Renewable Power Energy Management for Single and Three-phase Inverters Design

Abstract

This study manages solar panels, wind turbines, and fuel cells to develop single- and three-phase Sinusoidal Pulse Width Modulation (SPWM) inverter circuits. The maximum power point tracking method in direct current (DC)-DC boost converters efficiently uses these renewable sources. Photovoltaic (PV), wind turbines, fuel cells, and bidirectional batteries are utilized in energy management. Efficiency, material cost reduction, and user convenience depend on energy management. The technology fully charges the standby battery when all sources are available. Other renewable sources will power the system if one fails. Before boost converter circuits, renewable energies generated 310V for PV, 60V for wind energy conversion, 215V for fuel cells, and 25.9V for bi-directional batteries.

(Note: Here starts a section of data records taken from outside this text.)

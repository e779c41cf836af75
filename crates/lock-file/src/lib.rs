//! Persistent lifecycle state of a managed home directory: whether genesis has
//! been built, from which configuration, and which process was last started.
#![warn(missing_docs)]
#![warn(clippy::all)]
#![warn(clippy::pedantic)]
#![warn(clippy::nursery)]

mod error;

pub use error::{Error, Result};

use std::io;
use std::path::{Path, PathBuf};

use async_trait::async_trait;
use localnet_config::Configuration;
use serde::{Deserialize, Serialize};
use tokio::fs;
use tokio::sync::Mutex;
use tracing::{debug, trace};

/// File name of the lock file inside the home directory.
pub const LOCK_FILE_NAME: &str = "localnet.lock";

/// Snapshot of the lifecycle record.
///
/// `initialized` implies `config` holds the configuration genesis was built from.
/// `pid` is a hint only; it must be confirmed against the live process table.
#[derive(Clone, Debug, Default, PartialEq, Eq, Serialize, Deserialize)]
pub struct LifecycleState {
    /// Last recorded node process id.
    #[serde(default, skip_serializing_if = "Option::is_none")]
    pub pid: Option<u32>,

    /// Whether genesis data exists.
    #[serde(default)]
    pub initialized: bool,

    /// Configuration genesis was built from.
    #[serde(default, skip_serializing_if = "Option::is_none")]
    pub config: Option<Configuration>,
}

impl LifecycleState {
    /// Returns the committed configuration if genesis has been built.
    #[must_use]
    pub const fn initialized_config(&self) -> Option<&Configuration> {
        if self.initialized {
            self.config.as_ref()
        } else {
            None
        }
    }
}

/// Durable storage of [`LifecycleState`].
///
/// Every mutation is persisted completely before it returns.
#[async_trait]
pub trait LifecycleStore: Send + Sync + 'static {
    /// Reads the current state, creating the default record if none exists.
    async fn load(&self) -> Result<LifecycleState>;

    /// Commits a completed genesis: sets `initialized` and stores `config` together.
    async fn mark_initialized(&self, config: Configuration) -> Result<()>;

    /// Records or clears the running process id.
    async fn set_pid(&self, pid: Option<u32>) -> Result<()>;
}

/// [`LifecycleStore`] backed by a JSON file.
///
/// Writes go to a sibling temporary file which is then renamed over the lock
/// file, so readers never observe a partial record.
#[derive(Debug)]
pub struct LockFile {
    path: PathBuf,
    write_lock: Mutex<()>,
}

impl LockFile {
    /// Creates a store for the lock file at `path`.
    pub fn new(path: impl Into<PathBuf>) -> Self {
        Self {
            path: path.into(),
            write_lock: Mutex::new(()),
        }
    }

    /// Creates a store for the lock file co-located with `home_dir`.
    pub fn in_home(home_dir: impl AsRef<Path>) -> Self {
        Self::new(home_dir.as_ref().join(LOCK_FILE_NAME))
    }

    /// Path of the lock file.
    #[must_use]
    pub fn path(&self) -> &Path {
        &self.path
    }

    async fn read(&self) -> Result<Option<LifecycleState>> {
        match fs::read(&self.path).await {
            Ok(bytes) => serde_json::from_slice(&bytes)
                .map(Some)
                .map_err(Error::Deserialize),
            Err(e) if e.kind() == io::ErrorKind::NotFound => Ok(None),
            Err(e) => Err(Error::Io("failed to read lock file", e)),
        }
    }

    async fn write(&self, state: &LifecycleState) -> Result<()> {
        let bytes = serde_json::to_vec(state).map_err(Error::Serialize)?;

        if let Some(parent) = self.path.parent() {
            fs::create_dir_all(parent)
                .await
                .map_err(|e| Error::Io("failed to create lock file directory", e))?;
        }

        let tmp_path = self.path.with_extension("lock.tmp");
        fs::write(&tmp_path, &bytes)
            .await
            .map_err(|e| Error::Io("failed to write lock file", e))?;
        fs::rename(&tmp_path, &self.path)
            .await
            .map_err(|e| Error::Io("failed to replace lock file", e))?;

        trace!("persisted lock file {}", self.path.display());

        Ok(())
    }

    async fn update<F>(&self, mutate: F) -> Result<()>
    where
        F: FnOnce(&mut LifecycleState) + Send,
    {
        let _guard = self.write_lock.lock().await;

        let mut state = self.read().await?.unwrap_or_default();
        mutate(&mut state);

        self.write(&state).await
    }
}

#[async_trait]
impl LifecycleStore for LockFile {
    async fn load(&self) -> Result<LifecycleState> {
        let _guard = self.write_lock.lock().await;

        if let Some(state) = self.read().await? {
            return Ok(state);
        }

        debug!("creating lock file {}", self.path.display());

        let state = LifecycleState::default();
        self.write(&state).await?;

        Ok(state)
    }

    async fn mark_initialized(&self, config: Configuration) -> Result<()> {
        self.update(|state| {
            state.initialized = true;
            state.config = Some(config);
        })
        .await
    }

    async fn set_pid(&self, pid: Option<u32>) -> Result<()> {
        self.update(|state| state.pid = pid).await
    }
}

Proportional-integral (PI) controllers govern inverter switching to maintain high-quality sinusoidal outputs while decreasing total harmonic distribution (THD). Single-phase load voltage and current at resistive load have 0.65419% THD. Load voltage and current root main square (RMS) values are 217.3617 (V) and 3.1052 (A), respectively. When connected to an R load, the three-phase inverter circuit provides 1.5146% THD for load voltage and current. Load voltage and current RMS readings are 218.4261 (V) and 2.1843 (A). THD is 1.5969% for load voltage and 1.2905% for load current with an RL load. In this example, load voltage and current RMS values are 214.201 (V) and 2.0916 (A). Simulations demonstrate the successful integration of renewable sources to meet energy needs and maintain power supply. The above solutions use renewable energy efficiently and integrate with the grid.